▸ **Task statement**
The records that follow must be printed exactly as they are.

[Supplied data — start]

// File: crates/chart-core/tests/sources.rs
// Purpose: Validate source-link deduplication.

use chart_core::record::anchor;
use chart_core::{unique_sources, NormalizedRecord};

fn with_url(url: &str) -> NormalizedRecord {
    NormalizedRecord {
        place: 1,
        time: anchor(),
        raw_time: "0:00".into(),
        year: 2000,
        name: "N".into(),
        nationality: "FRA".into(),
        doping: String::new(),
        url: url.into(),
    }
}

#[test]
fn first_occurrence_wins_and_blanks_are_skipped() {
    let records: Vec<_> = ["a", "", "a", "b"].into_iter().map(with_url).collect();
    assert_eq!(unique_sources(&records), vec!["a", "b"]);
}

#[test]
fn first_seen_order_is_kept() {
    let records: Vec<_> = ["c", "a", "c", "b", "a"].into_iter().map(with_url).collect();
    assert_eq!(unique_sources(&records), vec!["c", "a", "b"]);
}

#[test]
fn no_links_yields_empty_list() {
    let records: Vec<_> = ["", ""].into_iter().map(with_url).collect();
    assert!(unique_sources(&records).is_empty());
}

[Supplied data — finish]

▸ **Your response**
// File: crates/chart-core/tests/sources.rs
// Purpose: Validate source-link deduplication.

use chart_core::record::anchor;
use chart_core::{unique_sources, NormalizedRecord};

fn with_url(url: &str) -> NormalizedRecord {
    NormalizedRecord {
        place: 1,
        time: anchor(),
        raw_time: "0:00".into(),
        year: 2000,
        name: "N".into(),
        nationality: "FRA".into(),
        doping: String::new(),
        url: url.into(),
    }
}

#[test]
fn first_occurrence_wins_and_blanks_are_skipped() {
    let records: Vec<_> = ["a", "", "a", "b"].into_iter().map(with_url).collect();
    assert_eq!(unique_sources(&records), vec!["a", "b"]);
}

#[test]
fn first_seen_order_is_kept() {
    let records: Vec<_> = ["c", "a", "c", "b", "a"].into_iter().map(with_url).collect();
    assert_eq!(unique_sources(&records), vec!["c", "a", "b"]);
}

#[test]
fn no_links_yields_empty_list() {
    let records: Vec<_> = ["", ""].into_iter().map(with_url).collect();
    assert!(unique_sources(&records).is_empty());
}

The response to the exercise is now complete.